The W3C validator says it
not only is well formed, but
valid. I
also run a
nightly cron
job which validates the pages served for that day against the
xhtml DTDs provided. I also serve the content using the
XHTML
mime type to browsers which support it, which causes Mozilla at
least to be ultra-strict about well formedness.
But can I be sure?
Based on these
twotests, it
is my conclusion that at the present time that the requirement that
all XML parsers reject all non-well formed documents that they are
presented with as a Platonic ideal... something that perhaps can be
aspired to, but something that is rarely if ever seen in the real
world.
So, in a
nihilist sense, no, I can not be sure. I'm relying on
imperfect tools to reassure me that I am doing it right.
- - -
Brent
and
Nick have both stated their intent to reject feeds that are not
well formed. They, too, will undoubtedly be relying on
inperfect tools to implement this policy. So, they too, can
never be quite sure. Frankly, I don't see how a requirement
that Atom consumers either make up for the inadequacies of whatever
XML parser they chose to use by either providing a front end filter
or by writing their own parser would substantially improve the
situation.
So, why are they doing this? My intuition tells me that
this is based on a sincere desire to move from a world in which
producers need to conform to whatever a predominance of other
consumers may happen to accept and into a world in which there is a
single clear definition as to what is acceptable.
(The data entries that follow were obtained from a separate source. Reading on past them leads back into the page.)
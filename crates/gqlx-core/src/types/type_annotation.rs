use crate::ast;
use crate::types::GraphQLType;
use crate::types::ListTypeAnnotation;
use crate::types::NamedTypeAnnotation;
use crate::types::TypeBuildError;
use crate::types::type_build_error::validate_name;
use indexmap::IndexMap;
use std::fmt;
use std::str::FromStr;

/// The annotated type of a field, argument, input field or variable.
///
/// Non-null is a flag on each level rather than a wrapper, so a non-null
/// type can never wrap another non-null type.
#[derive(Clone, Debug, Eq, Hash, PartialEq)]
pub enum TypeAnnotation {
    List(ListTypeAnnotation),
    Named(NamedTypeAnnotation),
}
impl TypeAnnotation {
    /// A nullable reference to the type named `name`.
    pub fn named(name: impl Into<String>) -> Self {
        Self::Named(NamedTypeAnnotation {
            name: name.into(),
            nullable: true,
        })
    }

    /// A nullable list of `inner`.
    pub fn list(inner: TypeAnnotation) -> Self {
        Self::List(ListTypeAnnotation {
            inner: Box::new(inner),
            nullable: true,
        })
    }

    /// This annotation, made non-null.
    pub fn non_null(self) -> Self {
        self.with_nullable(false)
    }

    /// This annotation with its outermost non-null stripped.
    pub fn to_nullable(&self) -> Self {
        self.clone().with_nullable(true)
    }

    fn with_nullable(self, nullable: bool) -> Self {
        match self {
            Self::List(annot) => Self::List(ListTypeAnnotation { nullable, ..annot }),
            Self::Named(annot) => Self::Named(NamedTypeAnnotation { nullable, ..annot }),
        }
    }

    pub fn nullable(&self) -> bool {
        match self {
            Self::List(annot) => annot.nullable,
            Self::Named(annot) => annot.nullable,
        }
    }

    /// Unwrap the [`ListTypeAnnotation`] if this annotation is one.
    pub fn as_list_annotation(&self) -> Option<&ListTypeAnnotation> {
        if let Self::List(annot) = self {
            Some(annot)
        } else {
            None
        }
    }

    /// Unwrap the [`NamedTypeAnnotation`] if this annotation is one.
    pub fn as_named_annotation(&self) -> Option<&NamedTypeAnnotation> {
        if let Self::Named(annot) = self {
            Some(annot)
        } else {
            None
        }
    }

    /// Recursively unwrap this [`TypeAnnotation`] and return the inner-most
    /// [`NamedTypeAnnotation`] from it.
    pub fn innermost_named_type_annotation(&self) -> &NamedTypeAnnotation {
        match self {
            Self::List(ListTypeAnnotation { inner, .. }) => {
                inner.innermost_named_type_annotation()
            },
            Self::Named(named_annot) => named_annot,
        }
    }

    pub fn innermost_type_name(&self) -> &str {
        self.innermost_named_type_annotation().graphql_type_name()
    }

    pub fn from_ast_type(ast_type: &ast::Type) -> Self {
        match ast_type {
            ast::Type::Named(named) => Self::named(named.name.as_str()),
            ast::Type::List(list) => Self::list(Self::from_ast_type(&list.item_type)),
            ast::Type::NonNull(non_null) => {
                Self::from_ast_type(&non_null.inner_type).non_null()
            },
        }
    }

    /// Whether a value of this type can always be used where `other` is
    /// expected. Abstract types in `other` accept their possible types.
    ///
    /// https://spec.graphql.org/October2021/#IsValidImplementationFieldType()
    pub fn is_subtype_of(
        &self,
        other: &TypeAnnotation,
        types_map: &IndexMap<String, GraphQLType>,
    ) -> bool {
        if !other.nullable() {
            return !self.nullable()
                && self.to_nullable().is_subtype_of(&other.to_nullable(), types_map);
        }
        if !self.nullable() {
            return self.to_nullable().is_subtype_of(other, types_map);
        }
        match (self, other) {
            (Self::List(sub), Self::List(sup)) => sub
                .inner_type_annotation()
                .is_subtype_of(sup.inner_type_annotation(), types_map),
            (Self::Named(sub), Self::Named(sup)) => {
                let sub_name = sub.graphql_type_name();
                let sup_name = sup.graphql_type_name();
                if sub_name == sup_name {
                    return true;
                }
                let sub_type = types_map.get(sub_name);
                match types_map.get(sup_name) {
                    Some(GraphQLType::Interface(_)) => sub_type
                        .map(|t| t.interface_names().into_iter().any(|name| name == sup_name))
                        .unwrap_or(false),
                    Some(GraphQLType::Union(union_type)) => {
                        matches!(sub_type, Some(GraphQLType::Object(_)))
                            && union_type.member_names().into_iter().any(|name| name == sub_name)
                    },
                    _ => false,
                }
            },
            _ => false,
        }
    }
}

impl fmt::Display for TypeAnnotation {
    fn fmt(&self, f: &mut fmt::Formatter<'_>) -> fmt::Result {
        match self {
            Self::List(annot) => write!(f, "[{}]", annot.inner)?,
            Self::Named(annot) => f.write_str(&annot.name)?,
        }
        if !self.nullable() {
            f.write_str("!")?;
        }
        Ok(())
    }
}

/// Parses the GraphQL spelling of a type reference: `Int`, `[Int!]!`, ...
impl FromStr for TypeAnnotation {
    type Err = TypeBuildError;

    fn from_str(s: &str) -> Result<Self, Self::Err> {
        let invalid = || TypeBuildError::InvalidTypeAnnotation {
            annotation: s.to_string(),
        };
        let trimmed = s.trim();
        if let Some(inner) = trimmed.strip_suffix('!') {
            let inner = inner.parse::<TypeAnnotation>().map_err(|_| invalid())?;
            if !inner.nullable() {
                return Err(invalid());
            }
            return Ok(inner.non_null());
        }
        if let Some(inner) = trimmed.strip_prefix('[') {
            let inner = inner.strip_suffix(']').ok_or_else(invalid)?;
            let inner = inner.parse::<TypeAnnotation>().map_err(|_| invalid())?;
            return Ok(Self::list(inner));
        }
        validate_name(trimmed).map_err(|_| invalid())?;
        Ok(Self::named(trimmed))
    }
}
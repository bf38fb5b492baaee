//! A [`GraphQLTokenSource`](crate::token_source::GraphQLTokenSource) that
//! lexes a `&str`.
//!
//! Token values borrow directly from the source (`Cow::Borrowed`). Positions
//! are tracked as 0-based line plus both UTF-8 character and UTF-16 code unit
//! columns. Invalid input yields `Error` tokens rather than stopping, so the
//! parser can report several problems in one pass.
//!
//! ```rust
//! use gqlx_parser::token::GraphQLTokenKind;
//! use gqlx_parser::token_source::StrGraphQLTokenSource;
//!
//! let kinds: Vec<_> = StrGraphQLTokenSource::new("{ name }")
//!     .map(|token| token.kind)
//!     .collect();
//! assert_eq!(kinds.len(), 4);
//! assert_eq!(kinds[1], GraphQLTokenKind::name_borrowed("name"));
//! assert_eq!(kinds[3], GraphQLTokenKind::Eof);
//! ```

use crate::GraphQLErrorNote;
use crate::GraphQLSourceSpan;
use crate::SourcePosition;
use crate::token::GraphQLToken;
use crate::token::GraphQLTokenKind;
use smallvec::smallvec;
use std::path::Path;

pub struct StrGraphQLTokenSource<'src> {
    source: &'src str,

    /// The remaining text to lex is `&source[curr_byte_offset..]`.
    curr_byte_offset: usize,

    curr_line: usize,

    /// Characters (not bytes) since the start of the line.
    curr_col_utf8: usize,

    /// UTF-16 code units since the start of the line.
    curr_col_utf16: usize,

    /// Set after `\r` so the `\n` of a `\r\n` pair does not count as a
    /// second line break.
    last_char_was_cr: bool,

    finished: bool,

    file_path: Option<&'src Path>,
}
use crate::ast::AstKind;
use crate::ast::AstNode;
use crate::ast::Location;
use inherent::inherent;

/// A GraphQL [name](https://spec.graphql.org/October2021/#sec-Names).
#[derive(Clone, Debug, PartialEq)]
pub struct Name {
    pub value: String,
    pub loc: Location,
}

impl Name {
    pub fn new(value: impl Into<String>) -> Self {
        Self {
            value: value.into(),
            loc: Location::none(),
        }
    }

    pub fn as_str(&self) -> &str {
        &self.value
    }
}

impl std::fmt::Display for Name {
    fn fmt(&self, f: &mut std::fmt::Formatter<'_>) -> std::fmt::Result {
        f.write_str(&self.value)
    }
}

#[inherent]
impl AstNode for Name {
    pub fn kind(&self) -> AstKind {
        AstKind::Name
    }

    pub fn location(&self) -> &Location {
        &self.loc
    }

    pub fn append_source(&self, sink: &mut String) {
        sink.push_str(&self.value);
    }
}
It also appears to be a response to the growing recognition that
liberal parsing strategies are a
slippery slope, and a not particularly
evolutionary stable strategy. My next (and final) test
will explore this a bit further.
- - -
If you accept that perfection can't ever be achieved, the next
question to face is whether such policies will substantially
improve the quality of inbound feeds or if it will in fact cause
mass defection of users to other tools or formats. Or
both.
Given the data presented so far, I don't see conclusive evidence
of the oft
repeatedclaim
that feed parsers that aren't liberal will be a significant
competitive disadvantage.
Sharpreader
is (fairly)
conservative,
has
competition, and seems to be
doing
fine.
Whether ill formed feeds exist because early aggregators were
liberal or whether many of today's aggregators are liberal because
of the existence of ill formed feeds is an
imponderable.
Both are likely to be true. The key ingredient that appears
to be lacking to break this vicious circle is an an effective
feedback loop.
I do agree that in an abstract sense that the efforts organized
by Syndic8 and
the existence of the
feedvalidator are the
"right" way to address the problem of well formedness, but these
efforts to date
do
not appear to be sufficient.
I have hopes that the courageous and noble stands being made by
Brent and Nick will make a difference. And that the end
result will benefit
Luke and
Dare and others
that wish to employ "real" XML parsers. This is because,
contrary to popular belief, there
are exceptions to Postel's "law".
Note: nothing in this endorsement should be construed to imply
that an aggregator needs to be abrasive or abusive in their
application of this policy. I may be biased, but I do like
SharpReader's
approach of linking to the
feedvalidator first, and
providing the email address for feedback to the aggregator author
second.
- - -
One thing that needs to be said is that this needs to be a
voluntary action on the part of aggregator authors. Each tool
author needs to be free to modify, and potentially reverse
entirely, their stated policy based on feedback that they
receive. Without feeling that they are somehow letting down
the Atom community. As tool authors, their first
responsibilities are not to the producers or to the spec writers,
but to their user base.
RE: Is my weblog well formed?
Sam,
A spec is a guideline not a law punishable by death. The benefit of following the spec is interoperability and predictable behavior. However sometimes the reality is that developers fail to comply with the spec either because its requirements are to too onerous and thus impractical or it is flat out incorrect. Unlike Mark I don't believe that quotes taken out of context from some spec and repeated dogmatically are laws set in stone that everyone must believe in. However I do agree with his sentiment that all you can do is draw a line in the sand and choosing to draw the line in the sand at well-formed XML is fairly arbitrary.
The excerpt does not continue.